Figure 2.. Cumulative and Incremental Diagnostic Yield by Specimen Type Among 31 Children With Tuberculosis
The cumulative and incremental yield of each specimen type among 31 analyzable participants is depicted as 3 groups of 3 bars: yield of 1 specimen, yield of 2 specimens, and the incremental yield of the second specimen when added to the first; specimens were tested by Xpert MTB/RIF (Cepheid) alone, mycobacteria growth indicator tube (MGIT) alone, and both Xpert MTB/RIF and MGIT. The points depict average yield over the resampling distribution, black bars represent the interquartile range, and gray bars represent the interdecile range (10th to 90th centile).
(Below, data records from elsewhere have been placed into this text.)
pub fn write_string_map(
    v: &HashMap<impl AsRef<str>, impl AsRef<str>>,
    buf: &mut impl BufMut,
) -> Result<(), std::num::TryFromIntError> {
    write_short_length(v.len(), buf)?;
    for (key, val) in v.iter() {
        write_string(key.as_ref(), buf)?;
        write_string(val.as_ref(), buf)?;
    }
    Ok(())
}

#[test]
fn type_string_map() {
    let mut val = HashMap::new();
    val.insert(String::from(""), String::from(""));
    val.insert(String::from("CQL_VERSION"), String::from("3.0.0"));
    val.insert(String::from("COMPRESSION"), String::from("lz4"));
    let mut buf = Vec::new();
    write_string_map(&val, &mut buf).unwrap();
    assert_eq!(read_string_map(&mut &buf[..]).unwrap(), val);
}

pub fn read_string_list(buf: &mut &[u8]) -> Result<Vec<String>, LowLevelDeserializationError> {
    let len = read_short_length(buf)?;
    let mut v = Vec::with_capacity(len);
    for _ in 0..len {
        v.push(read_string(buf)?.to_owned());
    }
    Ok(v)
}

pub fn write_string_list(
    v: &[impl AsRef<str>],
    buf: &mut impl BufMut,
) -> Result<(), std::num::TryFromIntError> {
    write_short_length(v.len(), buf)?;
    for v in v.iter() {
        write_string(v.as_ref(), buf)?;
    }
    Ok(())
}

#[test]
fn type_string_list() {
    let val = vec!["".to_owned(), "TOPOLOGY_CHANGE".to_owned()];

    let mut buf = Vec::new();
    write_string_list(&val, &mut buf).unwrap();
    assert_eq!(read_string_list(&mut &buf[..]).unwrap(), val);
}

/// Reads a `[string multimap]`, keeping the entries in wire order.
pub fn read_string_multimap(
    buf: &mut &[u8],
) -> Result<Vec<(String, Vec<String>)>, LowLevelDeserializationError> {
    let len = read_short_length(buf)?;
    let mut v = Vec::with_capacity(len);
    for _ in 0..len {
        let key = read_string(buf)?.to_owned();
        let val = read_string_list(buf)?;
        v.push((key, val));
    }
    Ok(v)
}

pub fn write_string_multimap(
    v: &[(String, Vec<String>)],
    buf: &mut impl BufMut,
) -> Result<(), std::num::TryFromIntError> {
    write_short_length(v.len(), buf)?;
    for (key, val) in v.iter() {
        write_string(key, buf)?;
        write_string_list(val, buf)?;
    }
    Ok(())
}

#[test]
fn type_string_multimap_keeps_order() {
    let val = vec![
        (String::from("versions"), vec![String::from("3.0.0"), String::from("3.4.5")]),
        (String::from("empty"), vec![]),
        (String::from(""), vec![String::from("")]),
    ];
    let mut buf = Vec::new();
    write_string_multimap(&val, &mut buf).unwrap();
    assert_eq!(read_string_multimap(&mut &buf[..]).unwrap(), val);
}

pub fn read_uuid(buf: &mut &[u8]) -> Result<Uuid, LowLevelDeserializationError> {
    let raw = read_raw_bytes(16, buf)?;
    let mut raw_array = [0u8; 16];
    raw_array.copy_from_slice(raw);
    Ok(Uuid::from_bytes(raw_array))
}

pub fn write_uuid(uuid: &Uuid, buf: &mut impl BufMut) {
    buf.put_slice(&uuid.as_bytes()[..]);
}

#[test]
fn type_uuid() {
    let u = Uuid::parse_str("f3b4958c-52a1-11e7-802a-010203040506").unwrap();
    let mut buf = Vec::new();
    write_uuid(&u, &mut buf);
    let u2 = read_uuid(&mut &*buf).unwrap();
    assert_eq!(u, u2);
}

pub fn read_consistency(buf: &mut &[u8]) -> Result<Consistency, LowLevelDeserializationError> {
    let raw = read_short(buf)?;
    Consistency::try_from(raw).map_err(LowLevelDeserializationError::UnknownConsistency)
}

pub fn write_consistency(c: Consistency, buf: &mut impl BufMut) {
    write_short(c as u16, buf);
}

pub fn write_serial_consistency(c: SerialConsistency, buf: &mut impl BufMut) {
    write_short(c as u16, buf);
}

#[test]
fn type_consistency() {
    let c = Consistency::Quorum;
    let mut buf = Vec::new();
    write_consistency(c, &mut buf);
    assert_eq!(buf, [0x00, 0x04]);
    let c2 = read_consistency(&mut &*buf).unwrap();
    assert_eq!(c, c2);

    buf.clear();
    buf.put_u16(0x1234);
    let c_result = read_consistency(&mut &*buf);

    // The error message names the invalid value
    let err_str = format!("{}", c_result.unwrap_err());
    assert!(err_str.contains(&format!("{}", 0x1234)));
}

/// Reads an `[inetaddr]`: a length byte followed by 4 or 16 address bytes.
pub fn read_inetaddr(buf: &mut &[u8]) -> Result<IpAddr, LowLevelDeserializationError> {
    let len = read_byte(buf)?;
    match len {
        4 => {
            let mut octets = [0u8; 4];
            octets.copy_from_slice(read_raw_bytes(4, buf)?);
            Ok(IpAddr::from(octets))
        }
        16 => {
            let mut octets = [0u8; 16];
            octets.copy_from_slice(read_raw_bytes(16, buf)?);
            Ok(IpAddr::from(octets))
        }
        v => Err(LowLevelDeserializationError::InvalidInetLength(v)),
    }
}

/// Reads an `[inet]`: an `[inetaddr]` followed by an int port.
pub fn read_inet(buf: &mut &[u8]) -> Result<SocketAddr, LowLevelDeserializationError> {
    let ip_addr = read_inetaddr(buf)?;
    let port = read_int(buf)?;

    Ok(SocketAddr::new(ip_addr, port as u16))
}

pub fn write_inet(addr: SocketAddr, buf: &mut impl BufMut) {
    match addr.ip() {
        IpAddr::V4(v4) => {
            buf.put_u8(4);
            buf.put_slice(&v4.octets());
        }
        IpAddr::V6(v6) => {
            buf.put_u8(16);
            buf.put_slice(&v6.octets());
        }
    }

    write_int(addr.port() as i32, buf)
}

#[test]
fn type_inet() {
    use std::net::{Ipv4Addr, Ipv6Addr};

    let iv4 = SocketAddr::new(IpAddr::V4(Ipv4Addr::new(127, 0, 0, 1)), 1234);
    let iv6 = SocketAddr::new(IpAddr::V6(Ipv6Addr::new(0, 0, 0, 0, 0, 0, 0, 1)), 2345);
    let mut buf = Vec::new();

    write_inet(iv4, &mut buf);
    let read_iv4 = read_inet(&mut &*buf).unwrap();
    assert_eq!(iv4, read_iv4);
    buf.clear();

    write_inet(iv6, &mut buf);
    let read_iv6 = read_inet(&mut &*buf).unwrap();
    assert_eq!(iv6, read_iv6);

    let bad = [7u8, 0, 0];
    assert_eq!(
        read_inet(&mut &bad[..]),
        Err(LowLevelDeserializationError::InvalidInetLength(7))
    );
}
The specimen types are arranged in decreasing order of yield.
Figure 3.
Figure 3.. Average Cumulative Yield of Confirmed Cases by Number of Specimen Samples Among 31 Children With Confirmed Tuberculosis
The average yield for 31 analyzable participants over all combinations of specimens is depicted in groups of 3 for all combinations of each number of specimens from 1 to 12: yield for Xpert MTB/RIF (Cepheid) alone, yield for mycobacteria growth indicator tube (MGIT) alone, and yield for both Xpert MTB/RIF and MGIT. The points depict average yield over the resampling distribution, black bars represent the interquartile range, and gray bars represent the interdecile range (10th to 90th centile).
Figure 4.
Figure 4.. Incremental Sequence of High-Yield Combinations and Highest-Diagnostic-Yield Combinations for Testing Minimally Invasive Specimen Types From Children for Tuberculosis
Boxes show the average diagnostic yield on resampling participants bacteriologic test results (Xpert MTB/RIF [Cepheid] or mycobacteria growth indicator tube [MGIT]), with corresponding specimens and number of each specimen. The boxes on the left show results for single specimens with the highest yield. Connecting lines between boxes indicate which specimen type is added for the next box in the series. At each step, the specimen or specimens that contribute the greatest number of additional positive bacteriologic results is shown.